Одновременно в палату заглянул Андрюша Аникин, из архивного отдела, увидел, что начальство все разбежалось, и решил поболтать с нами, поделиться своими очередными обидами на почве женского коварства, — поведал, как познакомился на днях с одной, такая вроде приличная девушка, а все-таки обманула и не пришла на свидание, а он, как дурак, почти целый час ждал. Фру Брандберг, по своему обыкновению, промолчала, не шевельнулась и даже не сглотнула, а Наталья Степановна вступилась за женскую честь: «Что уж ты сразу так обрушился? А может, случилось что? Вон, говорят, авария в метро была, два часа поезда стояли…»
Тут медсестра явилась за Мартином, я поднялась, чтобы помочь ей выкатить кровать из палаты, мы вышли в коридор, Наталья Степановна и Аникин семенили рядом, Наталья Степановна даже порывалась тащить стойку для инфузии. В какой-то момент я вдруг изумилась их присутствию, замерла на месте, встряхнула головой, и они исчезли. Вместе с симпатичным снегиренком.
— Что же это такое? — пробормотала я. — Сон наяву? Бред?..

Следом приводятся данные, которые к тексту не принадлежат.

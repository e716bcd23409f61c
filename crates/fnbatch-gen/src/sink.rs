use std::fs;
use std::io::Write;
use std::path::{Path, PathBuf};

use fnbatch_core::errors::{BatchError, ErrorInfo};
use fnbatch_core::Execution;
use serde_json::Value;
use tempfile::NamedTempFile;
use tracing::info;

use crate::serde::{from_json_slice, to_json_bytes};

/// Destination for a completed batch. Only called once generation succeeded.
pub trait ExecutionSink {
    fn accept(&mut self, executions: &[Execution]) -> Result<(), BatchError>;
}

impl ExecutionSink for Vec<Execution> {
    fn accept(&mut self, executions: &[Execution]) -> Result<(), BatchError> {
        self.extend_from_slice(executions);
        Ok(())
    }
}

/// Writes the batch as a JSON array, replacing the target atomically.
#[derive(Debug, Clone)]
pub struct JsonFileSink {
    path: PathBuf,
    pretty: bool,
}

impl JsonFileSink {
    pub fn new(path: impl Into<PathBuf>) -> Self {
        Self {
            path: path.into(),
            pretty: false,
        }
    }

    pub fn pretty(mut self, pretty: bool) -> Self {
        self.pretty = pretty;
        self
    }

    pub fn path(&self) -> &Path {
        &self.path
    }
}

impl ExecutionSink for JsonFileSink {
    fn accept(&mut self, executions: &[Execution]) -> Result<(), BatchError> {
        let bytes = to_json_bytes(&executions, self.pretty)?;
        write_atomic(&self.path, &bytes)?;
        info!(
            path = %self.path.display(),
            executions = executions.len(),
            "batch written"
        );
        Ok(())
    }
}

fn io_error(code: &str, path: &Path, err: impl ToString) -> BatchError {
    BatchError::Io(ErrorInfo::new(code, err.to_string()).with_context("path", path.display().to_string()))
}

/// Writes through a temporary sibling and renames it into place, so readers
/// never observe a partial file.
pub fn write_atomic(path: &Path, bytes: &[u8]) -> Result<(), BatchError> {
    let dir = match path.parent() {
        Some(parent) if !parent.as_os_str().is_empty() => parent.to_path_buf(),
        _ => PathBuf::from("."),
    };
    fs::create_dir_all(&dir).map_err(|err| io_error("io.create_dir", &dir, err))?;
    let mut tmp = NamedTempFile::new_in(&dir).map_err(|err| io_error("io.temp_file", &dir, err))?;
    tmp.write_all(bytes)
        .map_err(|err| io_error("io.write", path, err))?;
    tmp.as_file()
        .sync_all()
        .map_err(|err| io_error("io.sync", path, err))?;
    tmp.persist(path)
        .map_err(|err| io_error("io.persist", path, err.error))?;
    Ok(())
}

/// Reads a schema document fully into memory.
pub fn read_schema(path: &Path) -> Result<Value, BatchError> {
    let bytes = fs::read(path).map_err(|err| io_error("io.read_schema", path, err))?;
    from_json_slice(&bytes)
}
use std::collections::BTreeMap;

use fnbatch_core::Execution;
use indexmap::IndexMap;
use serde_json::Value;

use crate::options::OptionSet;

/// Number of executions [`expand`] will produce, or `None` on overflow.
pub fn expected_len(options: &OptionSet) -> Option<usize> {
    options
        .values()
        .try_fold(1usize, |acc, candidates| acc.checked_mul(candidates.len()))
}

/// Builds the cartesian product of all option sets in nested-loop order: the
/// first parameter varies slowest, the last fastest.
pub fn expand(options: &OptionSet, models: Option<&BTreeMap<String, String>>) -> Vec<Execution> {
    let axes: Vec<(&String, &Vec<Value>)> = options.iter().collect();
    let mut outputs = Vec::with_capacity(expected_len(options).unwrap_or(0));
    expand_axes(&axes, 0, IndexMap::new(), models, &mut outputs);
    outputs
}

fn expand_axes(
    axes: &[(&String, &Vec<Value>)],
    idx: usize,
    current: IndexMap<String, Value>,
    models: Option<&BTreeMap<String, String>>,
    outputs: &mut Vec<Execution>,
) {
    if idx == axes.len() {
        outputs.push(Execution {
            params: current,
            model_input_keys: models.cloned(),
        });
        return;
    }
    let (name, candidates) = axes[idx];
    for value in candidates.iter() {
        let mut next = current.clone();
        next.insert(name.clone(), value.clone());
        expand_axes(axes, idx + 1, next, models, outputs);
    }
}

Но на самом деле еще не испугалась и не огорчилась — восприняла все как нечто хоть и странное, но не заслуживающее особого внимания. Не ведала еще, что меня ожидает дальше.
Медсестра отлучилась на минуту в соседнюю палату, я стояла посреди стерильного гладко-серого больничного коридора и дожидалась ее возвращения. Мне показалось, что Мартин с некоторым интересом наблюдает за мной одним глазом — второй был заведен на сторону и вверх.
Двери в залу растворились с шумом, и на пороге показался человек. Показался совсем не старый, можно даже сказать, молодой интеллигентный человек, выполненный по моде конца шестидесятых — в светлой окладистой бородке и толстом деревенском свитере. Вылитый Хемингуэй. В Америке, я думаю, никогда не мельтешило столько двойников Хемингуэя, сколько их вдруг развелось в России. В России они так и множились, так и множились!.. Копия Хемингуэя уселась в такое же точно инвалидное кресло, в каком уже несколько суток пребывала фру Брандберг. Нас разделял низенький журнальный столик.